The show was launched, for example, in Poland on Puls TV and in Romania on Acasa TV.
In Georgia, channel Rustavi 2 broadcast the novel.

Vonn penned this urban melodrama set in West Palm Beach and Pompano Beach. It features star-crossed lovers who fall in love at the worst possible moment. The show dealt with topics such as homosexuality and homophobia in Hispanic culture, date rape and marital rape, drug addiction and alcoholism, domestic violence, prostitution, abortion, incest, the dangers of religious fanaticism, illegal immigration, mental disorders like schizophrenia and multiple personality disorder, animal cruelty, and the corruption and abuse in women's prisons.

As with most of its telenovelas, the network broadcast English subtitles as closed captions on CC3. Many scenes were shot on location in Virginia Key.

==Telemundo's Story Synopsis==
Natalia and Adrián are strangers who live in different cities but discover in an instant that they belong together. They were both married to other spouses for more than twenty years, and each has two beautiful young children. Their lives are quite similar—and both are unhappy and frustrated. Destiny brings the two together when they are each on the verge of divorce.
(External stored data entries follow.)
//! On-disk node format.
//!
//! A node is a fixed-size block: a 101-byte header, then either leaf item
//! descriptors packed forward with their payloads packed backward from the
//! end of the block, or internal pointer entries packed forward.

use std::ops::Range;

use super::{ItemBody, Node, KEY_PTR_LEN, LEAF_ITEM_LEN, NODE_HEADER_LEN};
use crate::types::checksum::{stamp_block_crc32, verify_block_crc32};
use crate::types::{read_u32, read_u64, ArborError, Key, Result, TreeId};

mod header {
    use std::ops::Range;

    pub const FSID: Range<usize> = 32..48;
    pub const ADDRESS: Range<usize> = 48..56;
    pub const FLAGS: Range<usize> = 56..64;
    pub const CHUNK_TREE_UUID: Range<usize> = 64..80;
    pub const GENERATION: Range<usize> = 80..88;
    pub const OWNER: Range<usize> = 88..96;
    pub const NRITEMS: Range<usize> = 96..100;
    pub const LEVEL: usize = 100;
}

/// Decoded node header.
#[derive(Clone, Debug, PartialEq, Eq)]
pub struct NodeHeader {
    /// Filesystem uuid.
    pub fsid: [u8; 16],
    /// Logical address the node was written to.
    pub address: u64,
    /// Header flags.
    pub flags: u64,
    /// Chunk tree uuid.
    pub chunk_tree_uuid: [u8; 16],
    /// Generation of the write.
    pub generation: u64,
    /// Owning tree.
    pub owner: TreeId,
    /// Number of items.
    pub nritems: u32,
    /// Level above the leaves.
    pub level: u8,
}

/// Item body as read from disk, before children are attached.
#[derive(Clone, Debug, PartialEq, Eq)]
pub enum DecodedBody {
    /// Inline leaf data.
    Leaf(Vec<u8>),
    /// Child pointer.
    Pointer {
        /// Child address.
        address: u64,
        /// Child generation.
        generation: u64,
    },
}

/// A node read from disk.
#[derive(Clone, Debug)]
pub struct DecodedNode {
    /// Header fields.
    pub header: NodeHeader,
    /// Items in key order.
    pub items: Vec<(Key, DecodedBody)>,
}

/// Identity fields stamped into every node header.
#[derive(Clone, Copy, Debug, Default)]
pub struct NodeStamp {
    /// Filesystem uuid.
    pub fsid: [u8; 16],
    /// Chunk tree uuid.
    pub chunk_tree_uuid: [u8; 16],
}

fn put(buf: &mut [u8], range: Range<usize>, bytes: &[u8]) {
    buf[range].copy_from_slice(bytes);
}

/// Serializes `node` into a `node_size` block addressed at `address`.
pub fn encode_node(
    node: &Node,
    address: u64,
    generation: u64,
    stamp: &NodeStamp,
    node_size: u32,
) -> Result<Vec<u8>> {
    let node_size = node_size as usize;
    let capacity = node_size - NODE_HEADER_LEN;
    if node.size() > capacity {
        return Err(ArborError::Inconsistent(format!(
            "node at {address:#x} holds {} bytes, capacity {capacity}",
            node.size()
        )));
    }
    let mut buf = vec![0u8; node_size];
    put(&mut buf, header::FSID, &stamp.fsid);
    put(&mut buf, header::ADDRESS, &address.to_le_bytes());
    put(&mut buf, header::FLAGS, &node.flags.to_le_bytes());
    put(&mut buf, header::CHUNK_TREE_UUID, &stamp.chunk_tree_uuid);
    put(&mut buf, header::GENERATION, &generation.to_le_bytes());
    put(&mut buf, header::OWNER, &node.tree.0.to_le_bytes());
    put(
        &mut buf,
        header::NRITEMS,
        &(node.items.len() as u32).to_le_bytes(),
    );
    buf[header::LEVEL] = node.level;

    let mut cursor = NODE_HEADER_LEN;
    let mut data_end = capacity;
    for item in &node.items {
        match &item.body {
            ItemBody::Leaf(data) => {
                if node.level != 0 {
                    return Err(ArborError::Inconsistent(format!(
                        "leaf payload in level {} node at {address:#x}",
                        node.level
                    )));
                }
                data_end -= data.len();
                item.key.encode(&mut buf[cursor..cursor + Key::LEN]);
                put(
                    &mut buf,
                    cursor + Key::LEN..cursor + Key::LEN + 4,
                    &(data_end as u32).to_le_bytes(),
                );
                put(
                    &mut buf,
                    cursor + Key::LEN + 4..cursor + LEAF_ITEM_LEN,
                    &(data.len() as u32).to_le_bytes(),
                );
                let at = NODE_HEADER_LEN + data_end;
                buf[at..at + data.len()].copy_from_slice(data);
                cursor += LEAF_ITEM_LEN;
            }
            ItemBody::Pointer(ptr) => {
                if node.level == 0 {
                    return Err(ArborError::Inconsistent(format!(
                        "child pointer in leaf at {address:#x}"
                    )));
                }
                item.key.encode(&mut buf[cursor..cursor + Key::LEN]);
                put(
                    &mut buf,
                    cursor + Key::LEN..cursor + Key::LEN + 8,
                    &ptr.address.to_le_bytes(),
                );
                put(
                    &mut buf,
                    cursor + Key::LEN + 8..cursor + KEY_PTR_LEN,
                    &ptr.generation.to_le_bytes(),
                );
                cursor += KEY_PTR_LEN;
            }
        }
    }
    stamp_block_crc32(&mut buf);
    Ok(buf)
}

/// Reads the header fields of a node block without validating items.
pub fn decode_header(buf: &[u8]) -> Result<NodeHeader> {
    if buf.len() < NODE_HEADER_LEN {
        return Err(ArborError::Corruption("node shorter than header"));
    }
    let mut fsid = [0u8; 16];
    fsid.copy_from_slice(&buf[header::FSID]);
    let mut chunk_tree_uuid = [0u8; 16];
    chunk_tree_uuid.copy_from_slice(&buf[header::CHUNK_TREE_UUID]);
    Ok(NodeHeader {
        fsid,
        address: read_u64(buf, header::ADDRESS.start),
        flags: read_u64(buf, header::FLAGS.start),
        chunk_tree_uuid,
        generation: read_u64(buf, header::GENERATION.start),
        owner: TreeId(read_u64(buf, header::OWNER.start)),
        nritems: read_u32(buf, header::NRITEMS.start),
        level: buf[header::LEVEL],
    })
}

/// Validates and decodes a node block.
pub fn decode_node(buf: &[u8]) -> Result<DecodedNode> {
    let header = decode_header(buf)?;
    if !verify_block_crc32(buf) {
        return Err(ArborError::Corruption("node checksum mismatch"));
    }
    let capacity = buf.len() - NODE_HEADER_LEN;
    let nritems = header.nritems as usize;
    let entry_len = if header.level == 0 {
        LEAF_ITEM_LEN
    } else {
        KEY_PTR_LEN
    };
    if nritems * entry_len > capacity {
        return Err(ArborError::Corruption("node item count exceeds capacity"));
    }
    let mut items = Vec::with_capacity(nritems);
    let mut cursor = NODE_HEADER_LEN;
    for _ in 0..nritems {
        let key = Key::decode(&buf[cursor..cursor + Key::LEN])?;
        let body = if header.level == 0 {
            let offset = read_u32(buf, cursor + Key::LEN) as usize;
            let size = read_u32(buf, cursor + Key::LEN + 4) as usize;
            if offset + size > capacity {
                return Err(ArborError::Corruption("leaf item data out of bounds"));
            }
            let at = NODE_HEADER_LEN + offset;
            DecodedBody::Leaf(buf[at..at + size].to_vec())
        } else {
            DecodedBody::Pointer {
                address: read_u64(buf, cursor + Key::LEN),
                generation: read_u64(buf, cursor + Key::LEN + 8),
            }
        };
        if let Some((prev, _)) = items.last() {
            if *prev >= key {
                return Err(ArborError::Corruption("node keys out of order"));
            }
        }
        items.push((key, body));
        cursor += entry_len;
    }
    Ok(DecodedNode { header, items })
}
When the pair falls madly in love, they face opposition from Elena (Adrián Matia's hysterical, paranoid and resentful wife), Rogelio, Natalia alcoholic husband who humiliates her, and Inés, who envies and hates Natalia while pretending to be her friend. Meanwhile, Ágata, Natalia's despotic mother-in-law, terrorizes the heroine's life and has stripped her of the fortune which she inherited from her parents. Ágata teams up with Manuel, a treacherous and ambitious villain, to plot Natalia's worst tragedy: separating her from her most beloved treasure, her children.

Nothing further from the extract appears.